Increased efficiency

Appl. Phys. Lett. 92, 053310 (2008)

Credit: © 2008 AIP

Researchers in the USA have broadened the spectral response and increased the power-conversion efficiency in a single organic thin-film photovoltaic cell by creating simultaneously active, parallel heterojunctions with two donor materials.

The researchers used copper phthalocyanine (CuPc) and tin(II)-phthalocyanine (SnPc) as donor materials and a single C60 acceptor. In previous work using this combination of materials, an ultrathin intermediate donor layer was grown in discontinuous islands. However, when thicker than 5 nm, this layer formed a continuous layer that blocks interactions between the acceptor and the other donor material.

In this new work, Fan Yang and colleagues from Princeton University and the University of Michigan, demonstrate a two-donor, one-acceptor cell.

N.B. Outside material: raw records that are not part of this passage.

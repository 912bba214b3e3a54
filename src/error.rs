//! Error kinds shared across the crate.
//!
//! Each module boundary gets its own `thiserror` enum so callers can match
//! on a specific kind rather than stringly-typed errors. Orchestration code
//! (workers, supervisor, main) wraps these in `anyhow::Result` and adds
//! context; the aggregator and publisher only ever see the typed kinds
//! below, never a raw `std::io::Error`.

use thiserror::Error;

/// Errors surfaced by the transport layer (`transport::Transport`).
#[derive(Debug, Error)]
pub enum TransportError {
    #[error("device unreachable: {0}")]
    Unreachable(String),

    #[error("handshake timed out after {0:?}")]
    HandshakeTimeout(std::time::Duration),

    #[error("i/o error: {0}")]
    Io(#[from] std::io::Error),

    #[error("transport already closed")]
    Closed,
}

/// Errors surfaced by the Modbus codec (`protocol::modbus`).
#[derive(Debug, Error, Clone, PartialEq, Eq)]
pub enum ModbusError {
    #[error("CRC mismatch: expected {expected:04x}, got {actual:04x}")]
    Crc { expected: u16, actual: u16 },

    #[error("malformed MBAP header")]
    Mbap,

    #[error("device returned exception code {code:#04x} for function {function:#04x}")]
    Exception { function: u8, code: u8 },

    #[error("frame truncated: expected at least {expected} bytes, got {actual}")]
    Truncated { expected: usize, actual: usize },

    #[error("unexpected function code {0:#04x} in response")]
    UnexpectedFunction(u8),

    #[error("transaction id mismatch: expected {expected}, got {actual}")]
    TransactionMismatch { expected: u16, actual: u16 },
}

/// Errors surfaced by the vendor (POWMR inv8851) frame codec.
#[derive(Debug, Error, Clone, PartialEq, Eq)]
pub enum FrameError {
    #[error("bad sync bytes: {0:04x}")]
    BadSync(u16),

    #[error("payload length {0} exceeds maximum for this protocol revision")]
    OverlongPayload(u16),

    #[error("checksum mismatch: expected {expected:04x}, got {actual:04x}")]
    BadChecksum { expected: u16, actual: u16 },

    #[error("frame truncated: expected at least {expected} bytes, got {actual}")]
    Truncated { expected: usize, actual: usize },
}

/// Errors surfaced by a plugin's public contract (`plugin::Plugin`).
#[derive(Debug, Error)]
pub enum PluginError {
    #[error("read timed out")]
    Timeout,

    #[error("device returned a protocol exception: {0}")]
    ExceptionResponse(#[from] ModbusError),

    #[error("vendor frame error: {0}")]
    VendorFrame(#[from] FrameError),

    #[error("decode error: {0}")]
    Decode(String),

    #[error("only part of the register groups were read: {succeeded}/{total}")]
    PartialGroup { succeeded: usize, total: usize },

    #[error("plugin configuration error: {0}")]
    ConfigError(String),

    #[error("transport error: {0}")]
    Io(#[from] TransportError),
}

/// Errors surfaced by the embedded persistence layer (`persistence`).
#[cfg(feature = "persistence")]
#[derive(Debug, Error)]
pub enum PersistenceError {
    #[error("database error: {0}")]
    Database(#[from] sqlx::Error),

    #[error("database busy after {attempts} retries")]
    BusyRetriesExhausted { attempts: u32 },
}

/// Errors surfaced while loading/validating the configuration file.
#[derive(Debug, Error)]
pub enum ConfigError {
    #[error("failed to read config file {path}: {source}")]
    Read {
        path: String,
        #[source]
        source: std::io::Error,
    },

    #[error("syntax error in config at line {line}: {message}")]
    Syntax { line: usize, message: String },

    #[error("missing required key: {0}")]
    MissingKey(String),

    #[error("invalid value for {key}: {message}")]
    InvalidValue { key: String, message: String },

    #[error("validation failed: {0}")]
    Validation(String),
}
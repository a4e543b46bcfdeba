//! Observable contracts for the single-threaded model.

use std::rc::Rc;

use super::ObservableId;
use crate::error::{BoxError, Result};

/// Callback invoked with `(source, old_value, new_value)` after a value changed.
///
/// Returning an error aborts the remaining notifications of that update and
/// hands the error to whoever triggered it. Listeners should not fail.
pub type ListenerFn<V> = dyn Fn(ObservableId, &V, &V) -> Result<()>;

/// Strong handle to a change listener.
///
/// Observables only keep weak references to their listeners. The caller has
/// to hold on to this handle for as long as it wants to be notified.
pub type ChangeListener<V> = Rc<ListenerFn<V>>;

/// Validator run against every candidate value before it is stored.
pub type Validator<V> = dyn Fn(&V) -> std::result::Result<(), BoxError>;

/// Wrap a closure into a [`ChangeListener`].
pub fn listener<V, F>(f: F) -> ChangeListener<V>
where
    V: 'static,
    F: Fn(ObservableId, &V, &V) -> Result<()> + 'static,
{
    Rc::new(f)
}

/// A value that can be read and observed for changes.
pub trait ReadOnlyObservable {
    /// The type of the exposed value.
    type Value: Clone + PartialEq + 'static;

    /// Identity shared by all handles of this observable.
    fn id(&self) -> ObservableId;

    /// Get a copy of the current value.
    fn get(&self) -> Self::Value;

    /// Register a listener that is invoked whenever the value changes.
    ///
    /// Registering the same listener twice has no effect. The observable keeps
    /// only a weak reference to it.
    fn register_listener(&self, listener: &ChangeListener<Self::Value>);

    /// Remove a previously registered listener. Unknown listeners are ignored.
    fn remove_listener(&self, listener: &ChangeListener<Self::Value>);

    /// Turn this observable into a plain getter.
    fn as_supplier(&self) -> Box<dyn Fn() -> Self::Value>
    where
        Self: Sized + Clone + 'static,
    {
        let this = self.clone();
        Box::new(move || this.get())
    }
}

/// A writable observable that can take part in binding relationships.
///
/// An observable is in at most one of three binding modes at a time:
///
/// - unbound: `set` is permitted;
/// - bound to exactly one upstream through [`bind_to`](Self::bind_to), in
///   which case it mirrors the upstream and rejects `set`;
/// - bidirectionally bound to one or more peers, sharing the value with each
///   of them in both directions.
pub trait Observable: ReadOnlyObservable {
    /// Store a new value and notify listeners if it differs from the old one.
    ///
    /// Fails while bound to an upstream, or when the validator rejects the
    /// value. A rejected value leaves the observable untouched.
    fn set(&self, value: Self::Value) -> Result<()>;

    /// Whether no update of this observable is currently in flight.
    fn is_valid(&self) -> bool;

    /// Follow the value of `upstream` until [`unbind`](Self::unbind) is called.
    ///
    /// Adopts the upstream's current value immediately. Binding to the current
    /// upstream again is a no-op.
    fn bind_to<U>(&self, upstream: &U) -> Result<()>
    where
        U: ReadOnlyObservable<Value = Self::Value> + Clone + 'static;

    /// Share the value with `peer` in both directions.
    ///
    /// The initiating side adopts the peer's value. Binding an existing peer
    /// again is a no-op.
    fn bind_bidirectionally_to(&self, peer: &Self) -> Result<()>;

    /// Whether any binding relationship exists.
    fn is_bound(&self) -> bool;

    /// Whether this observable follows `upstream`.
    fn is_bound_to<U>(&self, upstream: &U) -> bool
    where
        U: ReadOnlyObservable + ?Sized;

    /// Whether at least one bidirectional relationship exists.
    fn is_bound_bidirectionally(&self) -> bool;

    /// Whether `peer` shares its value with this observable.
    fn is_bound_bidirectionally_to(&self, peer: &Self) -> bool;

    /// Stop following the upstream. The last value is kept.
    fn unbind(&self) -> Result<()>;

    /// Remove every binding relationship. The last value is kept.
    fn unbind_all(&self) -> Result<()>;

    /// Remove the bidirectional relationship with `peer` on both sides.
    fn unbind_bidirectional(&self, peer: &Self) -> Result<()>;
}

Controlled crystallization of the intermediate donor layer ensures the formation of nanocrystalline islands that allow the acceptor to form simultaneously active, parallel heterojunctions with both donors. Moreover, the spectral photoresponse of these multiple heterojunction cells is significantly broadened compared with the conventional single donor–acceptor heterojunction cell. The researchers anticipate that optimization of the choice of material and crystal size will further improve the efficiency of this type of solar cell.